Sonographic Findings

On sonography, the ovaries appear normal or enlarged with echogenic stroma ( Fig. 44.15 ). Multiple small follicles are seen, often bilaterally, in the size range of 5 to 8 mm. The reported number of immature follicles varies in the literature from 11 to less than 15. The ovaries have a more rounded shape, with the follicles usually located peripherally, commonly referred to as the “string of pearls.” Small cysts of variable size can also occupy both the subcapsular and stromal parts of the ovary. The multitude of these small cysts contributes to the enlarged size of the ovary. Transvaginal sonography is more sensitive for detecting these small follicles than is transabdominal scanning.
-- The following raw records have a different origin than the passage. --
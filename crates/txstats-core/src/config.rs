use std::collections::BTreeMap;
use std::path::{Path, PathBuf};

use serde::{Deserialize, Serialize};

use crate::schedule::DailyTime;

/// File name looked up in the config directory.
pub const CONFIG_FILE: &str = "txstats.toml";

/// txstats.toml configuration
#[derive(Debug, Clone, Default, Serialize, Deserialize)]
pub struct TxStatsConfig {
    #[serde(default)]
    pub transifex: TransifexConfig,
    #[serde(default)]
    pub schedule: ScheduleConfig,
    #[serde(default)]
    pub output: OutputConfig,
}

#[derive(Debug, Clone, Serialize, Deserialize)]
pub struct TransifexConfig {
    /// Base URL of the Transifex v2 API
    #[serde(default = "default_api_url")]
    pub api_url: String,
    /// Project slug
    #[serde(default = "default_project")]
    pub project: String,
    /// Language code the stats are collected for
    #[serde(default = "default_language")]
    pub language: String,
    /// Maximum number of stats requests in flight
    #[serde(default = "default_max_concurrency")]
    pub max_concurrency: usize,
    /// Per-request timeout in seconds
    #[serde(default = "default_timeout_secs")]
    pub timeout_secs: u64,
}

#[derive(Debug, Clone, Serialize, Deserialize)]
pub struct ScheduleConfig {
    /// Local time of the daily run (HH:MM or HH:MM:SS)
    #[serde(default = "default_schedule_at")]
    pub at: String,
    /// Run once immediately when the daemon starts
    #[serde(default = "default_run_on_start")]
    pub run_on_start: bool,
}

#[derive(Debug, Clone, Serialize, Deserialize)]
pub struct OutputConfig {
    /// Directory snapshots are written to. `OUTPUT_DATA` overrides it.
    #[serde(default)]
    pub dir: Option<PathBuf>,
    /// Sum resources sharing the slug prefix before `--`
    #[serde(default)]
    pub group_by_category: bool,
    /// Pretty-print snapshot JSON
    #[serde(default)]
    pub pretty: bool,
    /// Report keys renamed after aggregation (from -> to). Applied once, so a
    /// target may not be another alias's source.
    #[serde(default = "default_aliases")]
    pub aliases: BTreeMap<String, String>,
}

impl Default for TransifexConfig {
    fn default() -> Self {
        Self {
            api_url: default_api_url(),
            project: default_project(),
            language: default_language(),
            max_concurrency: default_max_concurrency(),
            timeout_secs: default_timeout_secs(),
        }
    }
}

impl Default for ScheduleConfig {
    fn default() -> Self {
        Self {
            at: default_schedule_at(),
            run_on_start: default_run_on_start(),
        }
    }
}

impl Default for OutputConfig {
    fn default() -> Self {
        Self {
            dir: None,
            group_by_category: false,
            pretty: false,
            aliases: default_aliases(),
        }
    }
}

impl TransifexConfig {
    /// Project endpoint, always ending with a slash:
    /// `https://www.transifex.com/api/2/project/python-newest/`.
    pub fn project_url(&self) -> String {
        format!(
            "{}/project/{}/",
            self.api_url.trim_end_matches('/'),
            self.project.trim_matches('/')
        )
    }
}

impl TxStatsConfig {
    /// Load from txstats.toml in the given directory, or return defaults if not found.
    pub fn load(config_dir: &Path) -> crate::Result<Self> {
        let config_path = config_dir.join(CONFIG_FILE);
        if config_path.exists() {
            let content =
                std::fs::read_to_string(&config_path).map_err(|e| crate::Error::ConfigLoad {
                    path: config_path.clone(),
                    source: e,
                })?;
            toml::from_str(&content).map_err(|e| crate::Error::ConfigParse {
                path: config_path,
                source: e,
            })
        } else {
            Ok(Self::default())
        }
    }

    /// Load txstats.toml, then apply overrides from the process environment.
    ///
    /// A `.env` file in the working directory (or a parent) is loaded first.
    pub fn load_with_env(config_dir: &Path) -> crate::Result<Self> {
        let dotenv_loaded = dotenvy::dotenv().is_ok();
        tracing::debug!(dotenv = dotenv_loaded, "loading txstats config");

        let mut config = Self::load(config_dir)?;
        // arch-lint: allow(no-silent-result-drop) reason="an unset or non-unicode variable means no override"
        config.apply_env(|key| std::env::var(key).ok());
        config.validate()?;
        Ok(config)
    }

    /// Override fields from environment-style lookups.
    ///
    /// Recognized keys: `TRANSIFEX_API_URL`, `TRANSIFEX_PROJECT`,
    /// `TRANSIFEX_LANGUAGE`, `OUTPUT_DATA`. Blank values are ignored.
    pub fn apply_env<F>(&mut self, lookup: F)
    where
        F: Fn(&str) -> Option<String>,
    {
        let get = |key: &str| lookup(key).filter(|v| !v.trim().is_empty());

        if let Some(url) = get("TRANSIFEX_API_URL") {
            self.transifex.api_url = url;
        }
        if let Some(project) = get("TRANSIFEX_PROJECT") {
            self.transifex.project = project;
        }
        if let Some(language) = get("TRANSIFEX_LANGUAGE") {
            self.transifex.language = language;
        }
        if let Some(dir) = get("OUTPUT_DATA") {
            self.output.dir = Some(PathBuf::from(dir));
        }
    }

    pub fn validate(&self) -> crate::Result<()> {
        let t = &self.transifex;
        if !t.api_url.starts_with("http://") && !t.api_url.starts_with("https://") {
            return Err(invalid(
                "transifex.api_url",
                "must start with http:// or https://",
            ));
        }
        if t.project.trim().is_empty() {
            return Err(invalid("transifex.project", "cannot be empty"));
        }
        if t.language.trim().is_empty() {
            return Err(invalid("transifex.language", "cannot be empty"));
        }
        if t.max_concurrency == 0 {
            return Err(invalid("transifex.max_concurrency", "must be greater than 0"));
        }
        if t.timeout_secs == 0 {
            return Err(invalid("transifex.timeout_secs", "must be greater than 0"));
        }
        let aliases = &self.output.aliases;
        if let Some((from, to)) = aliases
            .iter()
            .find(|(from, to)| from != to && aliases.contains_key(*to))
        {
            return Err(crate::Error::InvalidConfig {
                field: "output.aliases",
                reason: format!("`{from}` is renamed to `{to}`, which is renamed again"),
            });
        }
        self.schedule.daily_time()?;
        Ok(())
    }
}

impl ScheduleConfig {
    pub fn daily_time(&self) -> crate::Result<DailyTime> {
        self.at.parse()
    }
}

fn invalid(field: &'static str, reason: &str) -> crate::Error {
    crate::Error::InvalidConfig {
        field,
        reason: reason.to_owned(),
    }
}

fn default_api_url() -> String {
    "https://www.transifex.com/api/2/".to_owned()
}

fn default_project() -> String {
    "python-newest".to_owned()
}

fn default_language() -> String {
    "pt_BR".to_owned()
}

fn default_max_concurrency() -> usize {
    16
}

fn default_timeout_secs() -> u64 {
    30
}

fn default_schedule_at() -> String {
    "00:00".to_owned()
}

fn default_run_on_start() -> bool {
    true
}

fn default_aliases() -> BTreeMap<String, String> {
    BTreeMap::from([("glossary_".to_owned(), "glossary".to_owned())])
}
The diagnosis of PCOS is usually made biochemically, but sonography is useful. Serial studies show the follicles persist because ovulation does not occur.
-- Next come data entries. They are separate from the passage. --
use std::path::PathBuf;

pub type Result<T> = std::result::Result<T, Error>;

#[derive(Debug, thiserror::Error)]
pub enum Error {
    #[error("failed to load config from {path}")]
    ConfigLoad {
        path: PathBuf,
        source: std::io::Error,
    },

    #[error("failed to parse config at {path}")]
    ConfigParse {
        path: PathBuf,
        source: toml::de::Error,
    },

    #[error("invalid config value for `{field}`: {reason}")]
    InvalidConfig { field: &'static str, reason: String },

    #[error("missing environment variable: {0}")]
    MissingEnvVar(String),

    #[error("invalid schedule time {value:?}: expected HH:MM or HH:MM:SS")]
    InvalidScheduleTime { value: String },

    // ── Snapshots ──
    #[error("output directory {path} does not exist")]
    OutputDirMissing { path: PathBuf },

    #[error("failed to write snapshot {path}")]
    SnapshotWrite {
        path: PathBuf,
        source: std::io::Error,
    },

    #[error("failed to read snapshot {path}")]
    SnapshotRead {
        path: PathBuf,
        source: std::io::Error,
    },

    #[error("snapshot {path} is not a valid stats report")]
    SnapshotParse {
        path: PathBuf,
        source: serde_json::Error,
    },

    #[error("failed to serialize stats report")]
    SnapshotSerialize { source: serde_json::Error },
}
use std::sync::LazyLock;

use regex::Regex;

static LINE_COMMENT: LazyLock<Regex> = LazyLock::new(|| Regex::new(r"//.*").unwrap());
static BLOCK_COMMENT: LazyLock<Regex> = LazyLock::new(|| Regex::new(r"(?s)/\*.*?\*/").unwrap());

/// Strip `//` line comments, then `/* */` block comments, then surrounding whitespace.
///
/// This is a regex heuristic, not a lexer: it knows nothing about string
/// literals, so `"http://example.com"` loses everything from `//` onward.
/// Line comments go first, which means a `//` inside a block comment can eat
/// the closing `*/` on that line.
pub fn strip_comments(code: &str) -> String {
    let without_lines = LINE_COMMENT.replace_all(code, "");
    let without_blocks = BLOCK_COMMENT.replace_all(&without_lines, "");
    without_blocks.trim().to_string()
}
Fig. 44.15, Polycystic ovarian syndrome

Ovarian Remnant Syndrome

Infrequently, a cystic mass may be seen in a patient who has a history of bilateral oophorectomy. This usually results in a technically difficult surgery (because of adhesions), in which a small amount of residual ovarian tissue has been unintentionally left behind. The residual ovarian tissue can become functional and produce cysts with a thin rim of ovarian tissue in the wall.
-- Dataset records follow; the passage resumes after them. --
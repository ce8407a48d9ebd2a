pub mod engine;
pub mod prompt;

use coderev_core::{AzureSettings, ChatTurn, CriteriaRegistry};

pub use engine::{CompletionClient, LlmClient};

/// Every way a review request can fail.
#[derive(Debug, Clone, PartialEq, Eq, thiserror::Error)]
pub enum ReviewError {
    #[error("missing configuration: {}", .0.join(", "))]
    ConfigMissing(Vec<&'static str>),
    #[error("unknown criterion: {0:?}")]
    UnknownCriterion(String),
    #[error("completion failed: {0}")]
    CompletionFailure(String),
    #[error("malformed form submission: {0}")]
    MalformedForm(String),
}

impl ReviewError {
    /// Whether the request got as far as calling the completion API.
    pub fn reached_upstream(&self) -> bool {
        matches!(self, ReviewError::CompletionFailure(_))
    }
}

/// Run one completion and return the trimmed text of the first choice.
/// Failures are logged here and surfaced as [`ReviewError::CompletionFailure`].
pub async fn complete_chat(
    client: &dyn CompletionClient,
    model: &str,
    messages: &[ChatTurn],
) -> Result<String, ReviewError> {
    tracing::debug!(model, turns = messages.len(), "sending chat completion");

    match client.complete(model, messages).await {
        Ok(raw) => {
            let text = raw.trim();
            if text.is_empty() {
                tracing::error!(model, "completion returned empty text");
                return Err(ReviewError::CompletionFailure(
                    "LLM returned empty text".to_string(),
                ));
            }
            tracing::debug!(model, chars = text.len(), "received completion");
            Ok(text.to_string())
        }
        Err(e) => {
            tracing::error!(model, error = %e, "error while calling chat completion API");
            Err(ReviewError::CompletionFailure(e))
        }
    }
}

/// Sanitize `code`, prime the model with `criterion`'s instruction and ask for a review.
pub async fn review(
    client: &dyn CompletionClient,
    settings: &AzureSettings,
    registry: &CriteriaRegistry,
    code: &str,
    criterion: &str,
) -> Result<String, ReviewError> {
    let missing = settings.missing_vars();
    if !missing.is_empty() {
        return Err(ReviewError::ConfigMissing(missing));
    }

    let code = coderev_core::strip_comments(code);
    let instruction = registry
        .instruction(criterion)
        .ok_or_else(|| ReviewError::UnknownCriterion(criterion.to_string()))?;

    let messages = prompt::build_messages(&code, instruction);
    complete_chat(client, &settings.deployment, &messages).await
}

#[cfg(test)]
mod tests {
    use super::*;
    use async_trait::async_trait;
    use pretty_assertions::assert_eq;
    use std::sync::Mutex;

    /// Records every call and replies with a canned result.
    struct FakeClient {
        reply: Result<String, String>,
        calls: Mutex<Vec<(String, Vec<ChatTurn>)>>,
    }

    impl FakeClient {
        fn replying(reply: Result<&str, &str>) -> Self {
            Self {
                reply: reply.map(str::to_string).map_err(str::to_string),
                calls: Mutex::new(Vec::new()),
            }
        }

        fn calls(&self) -> Vec<(String, Vec<ChatTurn>)> {
            self.calls.lock().unwrap().clone()
        }
    }

    #[async_trait]
    impl CompletionClient for FakeClient {
        async fn complete(&self, model: &str, messages: &[ChatTurn]) -> Result<String, String> {
            self.calls
                .lock()
                .unwrap()
                .push((model.to_string(), messages.to_vec()));
            self.reply.clone()
        }
    }

    fn settings() -> AzureSettings {
        AzureSettings {
            api_key: "key".to_string(),
            endpoint: "https://example.openai.azure.com/".to_string(),
            deployment: "gpt-test".to_string(),
            ..AzureSettings::default()
        }
    }

    #[tokio::test]
    async fn optimization_request_end_to_end() {
        let client = FakeClient::replying(Ok("Use int16 instead."));
        let registry = CriteriaRegistry::builtin();

        let output = review(
            &client,
            &settings(),
            &registry,
            "int x = 1; // set x",
            "Code optimization",
        )
        .await
        .unwrap();

        assert_eq!(output, "Use int16 instead.");
        let calls = client.calls();
        assert_eq!(calls.len(), 1);
        let (model, messages) = &calls[0];
        assert_eq!(model, "gpt-test");
        assert_eq!(
            messages,
            &vec![
                ChatTurn::system("You are a helpful coding assistant."),
                ChatTurn::user("User provided code:\nint x = 1;"),
                ChatTurn::assistant(registry.instruction("Code optimization").unwrap()),
            ]
        );
    }

    #[tokio::test]
    async fn output_is_trimmed() {
        let client = FakeClient::replying(Ok("\n  done \n"));
        let out = review(
            &client,
            &settings(),
            &CriteriaRegistry::builtin(),
            "x",
            "Code analysis",
        )
        .await
        .unwrap();
        assert_eq!(out, "done");
    }

    #[tokio::test]
    async fn unknown_criterion_skips_the_call() {
        let client = FakeClient::replying(Ok("unused"));
        let err = review(
            &client,
            &settings(),
            &CriteriaRegistry::builtin(),
            "x",
            "Code golf",
        )
        .await
        .unwrap_err();
        assert_eq!(err, ReviewError::UnknownCriterion("Code golf".to_string()));
        assert!(!err.reached_upstream());
        assert!(client.calls().is_empty());
    }

    #[tokio::test]
    async fn missing_config_skips_the_call() {
        let client = FakeClient::replying(Ok("unused"));
        let err = review(
            &client,
            &AzureSettings::default(),
            &CriteriaRegistry::builtin(),
            "x",
            "Code analysis",
        )
        .await
        .unwrap_err();
        assert_eq!(
            err,
            ReviewError::ConfigMissing(vec![
                "AZURE_OPENAI_API_KEY",
                "AZURE_OPENAI_ENDPOINT",
                "DEPLOYMENT_NAME",
            ])
        );
        assert!(client.calls().is_empty());
    }

    #[tokio::test]
    async fn client_error_becomes_completion_failure() {
        let client = FakeClient::replying(Err("chat: connection refused"));
        let err = review(
            &client,
            &settings(),
            &CriteriaRegistry::builtin(),
            "x",
            "Code debugging",
        )
        .await
        .unwrap_err();
        assert_eq!(
            err,
            ReviewError::CompletionFailure("chat: connection refused".to_string())
        );
        assert!(err.reached_upstream());
    }

    #[tokio::test]
    async fn schemeless_endpoint_is_a_completion_failure() {
        let settings = AzureSettings {
            endpoint: "myres.openai.azure.com".to_string(),
            ..settings()
        };
        let client = LlmClient::new(settings.clone());
        let err = review(
            &client,
            &settings,
            &CriteriaRegistry::builtin(),
            "x",
            "Code analysis",
        )
        .await
        .unwrap_err();
        assert!(
            matches!(err, ReviewError::CompletionFailure(ref msg) if msg.starts_with("invalid endpoint")),
            "unexpected error: {err:?}"
        );
    }

    #[tokio::test]
    async fn blank_completion_is_a_failure() {
        let client = FakeClient::replying(Ok("   "));
        let err = complete_chat(&client, "gpt-test", &[]).await.unwrap_err();
        assert!(matches!(err, ReviewError::CompletionFailure(_)));
    }
}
Other Benign Ovarian Cysts

Peritoneal Inclusion Cysts

Peritoneal inclusion cysts are lined with mesothelial cells and are formed when adhesions trap peritoneal fluid around the ovaries, resulting in a large adnexal mass. Clinically, most patients have pelvic pain or a pelvic mass.

Sonographic Findings

Peritoneal inclusion cysts (benign cystic mesothelioma) are multiloculated cystic adnexal masses. The diagnosis must include the presence of an intact ovary either within or on the margin of the cyst. The fluid may contain echoes resulting from hemorrhage or proteinaceous fluid ( Fig. 44.16 ). Predominantly these occur in premenopausal women with a history of abdominal surgery. The cyst may also occur in patients with a history of trauma, PID, or endometriosis. The risk of recurrence after surgical resection is 30% to 50%. Do not confuse this condition with hydrosalpinx, which appears as a tubular or ovoid cystic structure with visible folds, where the ovary lies outside the cystic structure.